Which lines in the data below contain the string "util"? Show each one.

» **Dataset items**
┌────────
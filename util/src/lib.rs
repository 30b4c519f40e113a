#![feature(iterator_try_collect)]
#![no_std]

pub mod elf_loader;
#[cfg(feature = "kernel")]
pub mod hashmap;
pub mod intrusive_linked_list;
pub mod mpsc_queue;
pub mod mutex;
#[cfg(feature = "kernel")]
pub mod range_allocator;
pub mod ringbuffer;
pub mod rwlock;
mod semaphore;
pub mod volatile;

#[macro_export]
macro_rules! const_assert {
    ($($tt:tt)*) => {
        const _: () = assert!($($tt)*);
    }
}

/// Macro to obtain the container structure from a pointer to one of its members.
#[macro_export]
macro_rules! container_of {
    ($ptr:expr, $type:path, $member:ident) => {
        $ptr.cast::<u8>()
            .add(offset_of!($type, $member))
            .cast::<$type>()
    };
}
#![no_std]
#![no_main]
use api::BootInfo;
use core::panic::PanicInfo;
use kernel::{
    error::KernelError,
    housekeeping_threads, kernel_init,
    memory::manager::AllocationStrategy,
    multitasking::{
        process::{self, ThreadId},
        scheduler::Scheduler,
        thread::{leave_thread, ThreadPriority},
    },
    qemu, serial_println,
    time::Time,
};

#[panic_handler]
pub fn panic(info: &PanicInfo) -> ! {
    loop {}
}

#[no_mangle]
#[link_section = ".start"]
pub extern "C" fn _start(info: &'static BootInfo) -> ! {
    start(info);
}

fn start(info: &'static BootInfo) -> ! {
    serial_println!("Test kernel enter");

    kernel_init(info).expect("Kernel initialization failed");

    process::init(info).expect("Initializing processes failed");

    housekeeping_threads::spawn_finalizer_thread().expect("Failed to spawn finializer thread");

    let start = Time::now();
    while Time::elapsed_s(start) < 1 {}

    qemu::exit(qemu::QemuExitCode::Success);
}
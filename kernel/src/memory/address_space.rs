use crate::memory::manager::FrameAllocatorDelegate;
use x86_64::{
    memory::{Page, PhysicalAddress, PhysicalFrame, Size4KiB, VirtualAddress},
    paging::{
        offset_page_table::{OffsetPageTable, PhysicalOffset},
        Mapper, MappingError, PageTable, PageTableEntryFlags, TlbFlusher, UnmappingError,
    },
    register::{Cr3, Cr3Flags},
};

pub struct AddressSpace {
    cr3: u64,
    page_table: OffsetPageTable<'static, PhysicalOffset>,
}

impl AddressSpace {
    pub fn new(cr3: u64, phyical_memory_offset: usize) -> Self {
        let virtual_base = VirtualAddress::new(cr3 + phyical_memory_offset as u64);

        let page_table_ptr: *mut PageTable = virtual_base.as_mut_ptr();
        let raw_page_table = unsafe { &mut *page_table_ptr };

        let page_table =
            OffsetPageTable::new(raw_page_table, PhysicalOffset::new(phyical_memory_offset));

        Self { cr3, page_table }
    }

    pub unsafe fn map_to(
        &mut self,
        frame: PhysicalFrame,
        page: Page,
        flags: PageTableEntryFlags,
    ) -> Result<TlbFlusher<Size4KiB>, MappingError> {
        self.page_table
            .map_to(frame, page, flags, &mut FrameAllocatorDelegate)
    }

    pub fn unmap(
        &mut self,
        page: Page<Size4KiB>,
    ) -> Result<(PhysicalFrame<Size4KiB>, TlbFlusher<Size4KiB>), UnmappingError> {
        self.page_table.unmap(page)
    }

    pub fn cr3(&self) -> u64 {
        self.cr3
    }
}
use anyhow::{anyhow, Context, Result};
use fatfs::FileAttributes;
use mbrman::BOOT_ACTIVE;
use std::{
    env,
    fs::{self, File, OpenOptions},
    io::{self, Read, Seek, SeekFrom, Write},
    path::{Path, PathBuf},
    process::Command,
};
use tempfile::NamedTempFile;

const SECTOR_SIZE: u32 = 512;

struct DiskImageBuilder {
    kernel_path: PathBuf,
}

#[cfg(feature = "bios")]
pub mod bios;

impl DiskImageBuilder {
    pub fn new(kernel: &Path) -> Self {
        Self {
            kernel_path: PathBuf::from(kernel),
        }
    }

    #[cfg(feature = "bios")]
    pub fn create_bios_image(&self, out_path: &Path) {
        let bios_boot_sector_path = Path::new(env!("BIOS_BOOT_SECTOR_PATH"));
        let bios_stage_2_path = Path::new(env!("BIOS_STAGE_2_PATH"));
        let bios_stage_3_path = Path::new(env!("BIOS_STAGE_3_PATH"));
        let bios_stage_4_path = Path::new(env!("BIOS_STAGE_4_PATH"));

        self.create_mbr_disk(
            &bios_boot_sector_path,
            &bios_stage_2_path,
            &bios_stage_3_path,
            &bios_stage_4_path,
            out_path,
        )
        .unwrap();
    }

    #[cfg(feature = "bios")]
    fn create_mbr_disk(
        &self,
        mbr_path: &Path,
        second_stage_path: &Path,
        third_stage_path: &Path,
        fourth_stage_path: &Path,
        out_path: &Path,
    ) -> Result<()> {
        let mut mbr_file = File::open(&mbr_path).context("Failed to open mbr bin file")?;

        let mut mbr =
            mbrman::MBR::read_from(&mut mbr_file, SECTOR_SIZE).context("Failed to read mbr")?;

        let mut second_stage =
            File::open(&second_stage_path).context("Failed to open second stage file")?;

        let second_stage_len = second_stage
            .metadata()
            .context("Unable to obtain second stage file size")?
            .len();

        let second_stage_start_sector = 1;
        let second_stage_sectors =
            ((second_stage_len + (SECTOR_SIZE - 1) as u64) / SECTOR_SIZE as u64) as u32;

        mbr[1] = mbrman::MBRPartitionEntry {
            boot: mbrman::BOOT_ACTIVE,
            starting_lba: second_stage_start_sector,
            // make sure we round up
            sectors: second_stage_sectors,
            // no idea what this identifier describes.
            sys: 0x20,
            first_chs: mbrman::CHS::empty(),
            last_chs: mbrman::CHS::empty(),
        };

        let mut disk = fs::OpenOptions::new()
            .create(true)
            .truncate(true)
            .read(true)
            .write(true)
            .open(out_path)
            .context("Failed to create MBR disk")?;

        mbr.write_into(&mut disk)
            .context("Writing to mbr disk failed")?;

        assert_eq!(
            disk.stream_position()
                .context("failed to get disk image seek position")?,
            u64::from(second_stage_start_sector * SECTOR_SIZE)
        );
        io::copy(&mut second_stage, &mut disk)
            .context("failed to copy second stage binary to MBR disk image")?;

        let fat_files = vec![
            ("stage3", third_stage_path),
            ("stage4", fourth_stage_path),
            ("kernel", &self.kernel_path),
        ];
        let mut boot_partition = NamedTempFile::new().context("Unable to create temp file")?;
        create_fat_filesystem(fat_files, boot_partition.path())?;

        let boot_partition_len = boot_partition
            .as_file()
            .metadata()
            .context("Unable to get tmp file metadata")?
            .len();
        let boot_partition_start_sector = second_stage_start_sector + second_stage_sectors;
        let boot_partition_sectors =
            ((boot_partition_len + (SECTOR_SIZE - 1) as u64) / SECTOR_SIZE as u64) as u32;

        mbr[2] = mbrman::MBRPartitionEntry {
            boot: mbrman::BOOT_ACTIVE,
            starting_lba: boot_partition_start_sector,
            sectors: boot_partition_sectors,
            // FAT32 with LBA
            sys: 0xc,
            first_chs: mbrman::CHS::empty(),
            last_chs: mbrman::CHS::empty(),
        };

        mbr.write_into(&mut disk)
            .context("Writing boot parition info to mbr failed")?;

        disk.seek(SeekFrom::Start(
            (boot_partition_start_sector * SECTOR_SIZE).into(),
        ))
        .context("seek failed")?;

        io::copy(&mut boot_partition, &mut disk)
            .context("failed to copy second stage binary to MBR disk image")?;

        Ok(())
    }
}

#[cfg(feature = "bios")]
fn create_fat_filesystem(files: Vec<(&str, &Path)>, out_path: &Path) -> Result<()> {
    let mut fat_file = fs::OpenOptions::new()
        .read(true)
        .write(true)
        .create(true)
        .truncate(true)
        .open(out_path)
        .context("Failed to open tmp file")?;

    let mut needed_size = 0x0;
    for (_, path) in files.iter() {
        needed_size += fs::metadata(path).context("Failed to get metadata")?.len();
    }
    const MB: u64 = 1024 * 1024;
    let fat_size_padded_and_rounded = ((needed_size + 1024 * 64 - 1) / MB + 1) * MB + MB;

    fat_file
        .set_len(fat_size_padded_and_rounded)
        .context("Failed to set fat file length")?;

    // FAT type is determined based on total number of clusters
    let format_options = fatfs::FormatVolumeOptions::new().volume_label(*b"MiniatureOs");
    fatfs::format_volume(&fat_file, format_options).context("Failed tor format volume")?;
    let fs = fatfs::FileSystem::new(&mut fat_file, fatfs::FsOptions::new())
        .context("fatfs::Filesystem new")?;

    let root_dir = fs.root_dir();

    for (name, path) in files.iter() {
        let mut src_file = fs::File::open(path).context("Failed to open stage file")?;
        let mut dest_file = root_dir
            .create_file(name)
            .context("Failed to create file in FAT root")?;

        dest_file.truncate()?;

        io::copy(&mut src_file, &mut dest_file).context("Failed to copy file contents")?;
    }

    Ok(())
}
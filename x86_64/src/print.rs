use crate::{mutex::Mutex, uart::*};
use core::fmt;
use lazy_static::lazy_static;

lazy_static! {
    pub static ref SERIAL: Mutex<SerialPort> = {
        let serial_port = SerialPort::new(0x3F8);
        serial_port.init();
        Mutex::new(serial_port)
    };
}

#[doc(hidden)]
pub fn _print(args: fmt::Arguments) {
    use core::fmt::Write;

    SERIAL.lock().write_fmt(args).unwrap();
}

#[macro_export]
macro_rules! print {
    ($($arg:tt)*) => ($crate::print::_print(format_args!($($arg)*)));
}

#[macro_export]
macro_rules! println {
    () => ($crate::print!("\n"));
    ($($arg:tt)*) => ($crate::print!("{}\n", format_args!($($arg)*)));
}
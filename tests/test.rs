use MiniatureOs::run_test_kernel;

// run and see output: cargo test test_kernel_unittests -- --nocapture
#[test]
fn test_kernel_allocators() {
    run_test_kernel(env!("TEST_KERNEL_ALLOCATORS_BIOS_PATH"));
}

#[test]
fn test_kernel_multitasking() {
    run_test_kernel(env!("TEST_KERNEL_MULTITASKING_BIOS_PATH"));
}
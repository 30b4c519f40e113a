//! Session / process-group hierarchy (spec §3, §4.6): "each process
//! belongs to exactly one group; each group to exactly one session."
//! Modeled as ID-keyed global tables in the idiom of
//! [`super::process::ProcessTree`] rather than an `Arc` graph of
//! sessions/groups/processes pointing at each other — that shape would
//! reproduce the very cyclic-refcount hazard spec §9 calls out for the
//! VFS, for no benefit here since membership is exactly what a lookup
//! table already models.

use super::{process::ProcessId, ProcessError};
use alloc::{collections::BTreeMap, vec::Vec};
use util::mutex::Mutex;

pub struct ProcessGroup {
    pub pgid: ProcessId,
    pub sid: ProcessId,
    members: Vec<ProcessId>,
}

impl ProcessGroup {
    pub fn members(&self) -> &[ProcessId] {
        &self.members
    }
}

pub struct Session {
    pub sid: ProcessId,
    groups: Vec<ProcessId>,
}

impl Session {
    pub fn groups(&self) -> &[ProcessId] {
        &self.groups
    }
}

static GROUPS: Mutex<BTreeMap<ProcessId, ProcessGroup>> = Mutex::new(BTreeMap::new());
static SESSIONS: Mutex<BTreeMap<ProcessId, Session>> = Mutex::new(BTreeMap::new());
/// pid -> the pgid of the group it currently belongs to.
static MEMBERSHIP: Mutex<BTreeMap<ProcessId, ProcessId>> = Mutex::new(BTreeMap::new());

fn leave_group(
    groups: &mut BTreeMap<ProcessId, ProcessGroup>,
    sessions: &mut BTreeMap<ProcessId, Session>,
    membership: &mut BTreeMap<ProcessId, ProcessId>,
    pid: ProcessId,
) {
    let Some(old_pgid) = membership.remove(&pid) else {
        return;
    };
    let Some(group) = groups.get_mut(&old_pgid) else {
        return;
    };
    group.members.retain(|&p| p != pid);
    if group.members.is_empty() {
        let sid = group.sid;
        groups.remove(&old_pgid);
        if let Some(session) = sessions.get_mut(&sid) {
            session.groups.retain(|&g| g != old_pgid);
            if session.groups.is_empty() {
                sessions.remove(&sid);
            }
        }
    }
}

/// First group/session membership a freshly created process gets: its own
/// singleton session and group, exactly as if it had called `setsid`
/// (used by [`super::process::init`] for the colonel process and by
/// `fork` for a child that doesn't request namespace changes — a child
/// ordinarily joins its parent's group, done by the caller via
/// [`setpgid`] right after).
pub fn init_own_session(pid: ProcessId) {
    let mut groups = GROUPS.lock();
    let mut sessions = SESSIONS.lock();
    let mut membership = MEMBERSHIP.lock();
    sessions.insert(
        pid,
        Session {
            sid: pid,
            groups: alloc::vec![pid],
        },
    );
    groups.insert(
        pid,
        ProcessGroup {
            pgid: pid,
            sid: pid,
            members: alloc::vec![pid],
        },
    );
    membership.insert(pid, pid);
}

/// `setsid` (spec §4.6): makes `pid` the leader of a brand new session and
/// group. Rejected if `pid` already leads a group (matches POSIX: a
/// process group leader may not call `setsid`).
pub fn setsid(pid: ProcessId) -> Result<ProcessId, ProcessError> {
    let mut groups = GROUPS.lock();
    let mut sessions = SESSIONS.lock();
    let mut membership = MEMBERSHIP.lock();
    if membership.get(&pid) == Some(&pid) {
        return Err(ProcessError::SessionLeaderAlready);
    }
    leave_group(&mut groups, &mut sessions, &mut membership, pid);
    sessions.insert(
        pid,
        Session {
            sid: pid,
            groups: alloc::vec![pid],
        },
    );
    groups.insert(
        pid,
        ProcessGroup {
            pgid: pid,
            sid: pid,
            members: alloc::vec![pid],
        },
    );
    membership.insert(pid, pid);
    Ok(pid)
}

/// `setpgid` (spec §4.6): moves `pid` into group `pgid`, creating that
/// group (in `pid`'s current session) if it doesn't exist yet.
pub fn setpgid(pid: ProcessId, pgid: ProcessId) -> Result<(), ProcessError> {
    let mut groups = GROUPS.lock();
    let mut sessions = SESSIONS.lock();
    let mut membership = MEMBERSHIP.lock();

    let sid = membership
        .get(&pid)
        .and_then(|old_pgid| groups.get(old_pgid))
        .map(|g| g.sid)
        .ok_or(ProcessError::UnknownProcess)?;

    leave_group(&mut groups, &mut sessions, &mut membership, pid);

    let group = groups.entry(pgid).or_insert_with(|| {
        sessions
            .get_mut(&sid)
            .expect("session vanished while holding its lock")
            .groups
            .push(pgid);
        ProcessGroup {
            pgid,
            sid,
            members: Vec::new(),
        }
    });
    group.members.push(pid);
    membership.insert(pid, pgid);
    Ok(())
}

pub fn pgid_of(pid: ProcessId) -> Option<ProcessId> {
    MEMBERSHIP.lock().get(&pid).copied()
}

pub fn sid_of(pid: ProcessId) -> Option<ProcessId> {
    let membership = MEMBERSHIP.lock();
    let pgid = membership.get(&pid)?;
    GROUPS.lock().get(pgid).map(|g| g.sid)
}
└────────
» **EXPECTED ANSWER**
filename util/src/lib.rs
use util::mutex::Mutex;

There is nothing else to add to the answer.